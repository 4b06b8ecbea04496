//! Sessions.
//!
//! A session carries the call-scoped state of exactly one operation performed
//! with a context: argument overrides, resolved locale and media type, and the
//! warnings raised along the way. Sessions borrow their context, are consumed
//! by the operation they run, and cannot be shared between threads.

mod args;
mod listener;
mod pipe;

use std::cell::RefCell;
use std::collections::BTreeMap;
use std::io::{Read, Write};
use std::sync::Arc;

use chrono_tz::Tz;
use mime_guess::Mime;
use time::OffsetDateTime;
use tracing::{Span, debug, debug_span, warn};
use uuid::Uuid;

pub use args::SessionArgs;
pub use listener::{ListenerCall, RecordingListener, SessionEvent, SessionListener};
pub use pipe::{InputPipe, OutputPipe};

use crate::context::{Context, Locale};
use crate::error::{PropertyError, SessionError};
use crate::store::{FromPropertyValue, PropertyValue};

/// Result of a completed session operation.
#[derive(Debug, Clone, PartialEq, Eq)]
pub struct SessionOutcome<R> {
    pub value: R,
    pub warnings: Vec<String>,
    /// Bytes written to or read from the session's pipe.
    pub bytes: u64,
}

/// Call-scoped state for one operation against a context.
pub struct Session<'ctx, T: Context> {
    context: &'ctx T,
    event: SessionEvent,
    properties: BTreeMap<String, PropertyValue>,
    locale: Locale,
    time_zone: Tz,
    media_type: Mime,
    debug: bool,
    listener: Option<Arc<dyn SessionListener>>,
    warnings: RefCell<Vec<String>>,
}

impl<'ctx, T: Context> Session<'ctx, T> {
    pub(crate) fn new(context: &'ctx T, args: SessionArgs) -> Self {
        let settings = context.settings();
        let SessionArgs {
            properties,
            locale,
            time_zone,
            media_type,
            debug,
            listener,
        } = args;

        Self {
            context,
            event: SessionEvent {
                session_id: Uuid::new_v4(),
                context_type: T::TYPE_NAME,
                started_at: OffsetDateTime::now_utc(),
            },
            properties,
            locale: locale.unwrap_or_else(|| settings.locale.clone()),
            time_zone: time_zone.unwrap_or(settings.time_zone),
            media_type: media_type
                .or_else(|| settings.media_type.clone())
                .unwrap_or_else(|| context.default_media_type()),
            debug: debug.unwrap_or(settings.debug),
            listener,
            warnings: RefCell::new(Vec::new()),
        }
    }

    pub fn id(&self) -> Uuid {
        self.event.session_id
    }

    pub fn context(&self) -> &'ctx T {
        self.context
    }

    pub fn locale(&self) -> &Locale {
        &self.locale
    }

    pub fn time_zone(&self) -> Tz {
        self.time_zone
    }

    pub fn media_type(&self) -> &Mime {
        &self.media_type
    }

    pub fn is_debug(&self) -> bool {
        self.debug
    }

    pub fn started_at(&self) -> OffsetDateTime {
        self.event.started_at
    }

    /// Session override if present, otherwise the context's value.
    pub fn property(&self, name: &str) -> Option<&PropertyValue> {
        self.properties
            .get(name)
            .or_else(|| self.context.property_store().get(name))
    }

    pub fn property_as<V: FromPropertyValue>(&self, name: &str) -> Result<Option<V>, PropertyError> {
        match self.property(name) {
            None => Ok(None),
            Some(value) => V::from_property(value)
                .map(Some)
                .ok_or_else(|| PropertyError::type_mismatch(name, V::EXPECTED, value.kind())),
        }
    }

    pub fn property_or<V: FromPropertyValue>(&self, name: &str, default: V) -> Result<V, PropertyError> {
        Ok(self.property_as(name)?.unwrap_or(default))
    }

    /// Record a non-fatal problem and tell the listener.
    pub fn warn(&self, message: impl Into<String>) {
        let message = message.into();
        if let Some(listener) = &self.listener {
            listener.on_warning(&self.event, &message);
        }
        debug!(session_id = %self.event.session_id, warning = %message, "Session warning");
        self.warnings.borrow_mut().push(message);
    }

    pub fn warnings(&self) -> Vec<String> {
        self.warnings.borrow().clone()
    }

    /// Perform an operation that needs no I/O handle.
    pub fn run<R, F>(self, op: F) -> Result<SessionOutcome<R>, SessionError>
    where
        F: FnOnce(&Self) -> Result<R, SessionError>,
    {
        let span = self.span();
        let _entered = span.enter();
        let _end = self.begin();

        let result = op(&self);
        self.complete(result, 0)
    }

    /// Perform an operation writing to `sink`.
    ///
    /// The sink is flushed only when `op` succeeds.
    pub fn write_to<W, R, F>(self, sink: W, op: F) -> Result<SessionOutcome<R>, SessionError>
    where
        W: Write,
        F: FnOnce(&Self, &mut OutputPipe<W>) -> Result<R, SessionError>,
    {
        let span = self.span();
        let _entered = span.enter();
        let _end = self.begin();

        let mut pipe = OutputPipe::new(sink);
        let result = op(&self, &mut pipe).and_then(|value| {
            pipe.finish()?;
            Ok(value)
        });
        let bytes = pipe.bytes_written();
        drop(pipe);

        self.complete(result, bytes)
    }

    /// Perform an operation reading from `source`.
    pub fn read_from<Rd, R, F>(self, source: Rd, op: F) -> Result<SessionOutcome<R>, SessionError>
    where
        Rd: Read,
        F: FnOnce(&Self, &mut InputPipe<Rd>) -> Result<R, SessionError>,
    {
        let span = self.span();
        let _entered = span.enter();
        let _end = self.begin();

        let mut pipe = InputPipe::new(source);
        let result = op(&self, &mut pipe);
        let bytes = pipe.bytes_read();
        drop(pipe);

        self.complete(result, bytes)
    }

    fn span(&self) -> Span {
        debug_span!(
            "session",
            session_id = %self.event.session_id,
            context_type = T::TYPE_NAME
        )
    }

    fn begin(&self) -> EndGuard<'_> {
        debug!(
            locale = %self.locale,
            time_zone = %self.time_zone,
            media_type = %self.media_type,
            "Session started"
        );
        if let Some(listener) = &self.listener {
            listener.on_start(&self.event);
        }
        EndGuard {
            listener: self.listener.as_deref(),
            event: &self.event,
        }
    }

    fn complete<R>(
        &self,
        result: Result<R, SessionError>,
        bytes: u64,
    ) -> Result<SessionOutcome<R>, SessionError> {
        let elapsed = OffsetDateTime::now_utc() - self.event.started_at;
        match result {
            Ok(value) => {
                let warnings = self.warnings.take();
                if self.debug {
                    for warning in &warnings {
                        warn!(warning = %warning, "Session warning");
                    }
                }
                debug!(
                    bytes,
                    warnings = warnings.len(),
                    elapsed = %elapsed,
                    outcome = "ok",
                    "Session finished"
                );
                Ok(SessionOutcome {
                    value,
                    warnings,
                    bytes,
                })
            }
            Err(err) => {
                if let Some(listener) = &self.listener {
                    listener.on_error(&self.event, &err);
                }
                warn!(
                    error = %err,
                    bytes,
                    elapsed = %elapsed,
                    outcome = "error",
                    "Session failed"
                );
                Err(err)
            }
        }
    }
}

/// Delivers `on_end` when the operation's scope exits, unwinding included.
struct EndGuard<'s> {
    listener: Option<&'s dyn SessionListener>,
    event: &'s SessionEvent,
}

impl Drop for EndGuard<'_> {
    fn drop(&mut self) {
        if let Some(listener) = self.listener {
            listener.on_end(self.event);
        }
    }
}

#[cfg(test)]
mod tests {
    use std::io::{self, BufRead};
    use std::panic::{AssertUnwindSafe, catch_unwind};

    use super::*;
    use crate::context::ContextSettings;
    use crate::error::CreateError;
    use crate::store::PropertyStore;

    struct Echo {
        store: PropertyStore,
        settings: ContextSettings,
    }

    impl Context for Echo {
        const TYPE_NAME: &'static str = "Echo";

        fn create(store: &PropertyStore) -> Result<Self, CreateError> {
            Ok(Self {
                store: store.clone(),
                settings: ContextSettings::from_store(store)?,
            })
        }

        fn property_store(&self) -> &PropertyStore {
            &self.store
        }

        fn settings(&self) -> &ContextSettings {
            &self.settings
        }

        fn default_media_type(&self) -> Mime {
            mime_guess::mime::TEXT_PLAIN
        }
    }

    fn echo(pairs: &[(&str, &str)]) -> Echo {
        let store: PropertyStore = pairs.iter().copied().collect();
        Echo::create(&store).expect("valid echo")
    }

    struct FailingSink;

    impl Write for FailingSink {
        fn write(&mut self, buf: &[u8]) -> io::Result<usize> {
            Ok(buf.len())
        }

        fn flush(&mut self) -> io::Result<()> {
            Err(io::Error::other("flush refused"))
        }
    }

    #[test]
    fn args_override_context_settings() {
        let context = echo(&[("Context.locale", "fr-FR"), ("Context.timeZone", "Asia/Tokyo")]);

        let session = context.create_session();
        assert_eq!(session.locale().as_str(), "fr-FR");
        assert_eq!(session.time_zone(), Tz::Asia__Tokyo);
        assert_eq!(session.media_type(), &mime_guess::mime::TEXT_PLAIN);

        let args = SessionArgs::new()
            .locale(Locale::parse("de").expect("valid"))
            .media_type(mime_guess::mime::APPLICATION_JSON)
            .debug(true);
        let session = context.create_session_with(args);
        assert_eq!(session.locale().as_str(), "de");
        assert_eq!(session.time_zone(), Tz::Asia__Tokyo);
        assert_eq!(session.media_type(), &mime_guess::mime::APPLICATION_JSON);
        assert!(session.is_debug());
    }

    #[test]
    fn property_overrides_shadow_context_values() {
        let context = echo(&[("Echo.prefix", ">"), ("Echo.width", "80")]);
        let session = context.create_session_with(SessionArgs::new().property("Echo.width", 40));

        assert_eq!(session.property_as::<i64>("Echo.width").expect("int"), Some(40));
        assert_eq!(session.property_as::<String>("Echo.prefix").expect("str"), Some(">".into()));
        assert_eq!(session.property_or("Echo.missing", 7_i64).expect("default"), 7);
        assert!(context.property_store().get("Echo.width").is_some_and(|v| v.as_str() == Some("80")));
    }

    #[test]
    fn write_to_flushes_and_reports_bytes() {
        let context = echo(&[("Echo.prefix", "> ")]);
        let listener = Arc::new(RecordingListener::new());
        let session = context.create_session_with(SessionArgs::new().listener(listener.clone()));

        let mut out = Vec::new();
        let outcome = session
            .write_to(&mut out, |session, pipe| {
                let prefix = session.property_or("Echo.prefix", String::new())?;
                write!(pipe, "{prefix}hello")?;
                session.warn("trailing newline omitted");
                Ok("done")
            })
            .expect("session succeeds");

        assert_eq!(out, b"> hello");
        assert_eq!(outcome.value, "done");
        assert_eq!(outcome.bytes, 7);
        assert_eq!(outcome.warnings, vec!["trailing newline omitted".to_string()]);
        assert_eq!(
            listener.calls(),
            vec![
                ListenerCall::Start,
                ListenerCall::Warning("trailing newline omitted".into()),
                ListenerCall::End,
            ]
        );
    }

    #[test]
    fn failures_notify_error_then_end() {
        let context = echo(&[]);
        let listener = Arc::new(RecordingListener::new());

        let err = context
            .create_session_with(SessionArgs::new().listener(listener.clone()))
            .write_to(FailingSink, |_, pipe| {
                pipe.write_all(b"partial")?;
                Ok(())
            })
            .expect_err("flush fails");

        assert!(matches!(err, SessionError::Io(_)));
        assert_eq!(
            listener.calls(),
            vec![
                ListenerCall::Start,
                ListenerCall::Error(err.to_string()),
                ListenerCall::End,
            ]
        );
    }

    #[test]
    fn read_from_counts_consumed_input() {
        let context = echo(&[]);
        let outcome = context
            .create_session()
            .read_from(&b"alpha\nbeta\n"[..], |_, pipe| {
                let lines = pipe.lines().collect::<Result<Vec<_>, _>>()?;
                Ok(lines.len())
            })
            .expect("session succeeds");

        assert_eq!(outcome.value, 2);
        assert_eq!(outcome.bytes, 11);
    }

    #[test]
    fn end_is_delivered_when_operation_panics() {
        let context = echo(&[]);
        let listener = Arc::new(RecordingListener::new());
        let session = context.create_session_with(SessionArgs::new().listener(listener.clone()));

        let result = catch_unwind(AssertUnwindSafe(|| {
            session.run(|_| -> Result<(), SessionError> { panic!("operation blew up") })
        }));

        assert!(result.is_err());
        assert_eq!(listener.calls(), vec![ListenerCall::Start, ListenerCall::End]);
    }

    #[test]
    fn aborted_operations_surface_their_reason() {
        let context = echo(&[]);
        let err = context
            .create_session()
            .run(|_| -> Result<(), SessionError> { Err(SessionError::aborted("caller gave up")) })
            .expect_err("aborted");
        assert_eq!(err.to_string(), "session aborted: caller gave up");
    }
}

WHAT THIS TASK INVOLVES –
Only the lines above starting at the line that holds "fn settings(&self) ->" and ending at the line that holds "struct FailingSink;" are to be repeated, exactly and in full.

FINISHED TASK –
        fn settings(&self) -> &ContextSettings {
            &self.settings
        }

        fn default_media_type(&self) -> Mime {
            mime_guess::mime::TEXT_PLAIN
        }
    }

    fn echo(pairs: &[(&str, &str)]) -> Echo {
        let store: PropertyStore = pairs.iter().copied().collect();
        Echo::create(&store).expect("valid echo")
    }

    struct FailingSink;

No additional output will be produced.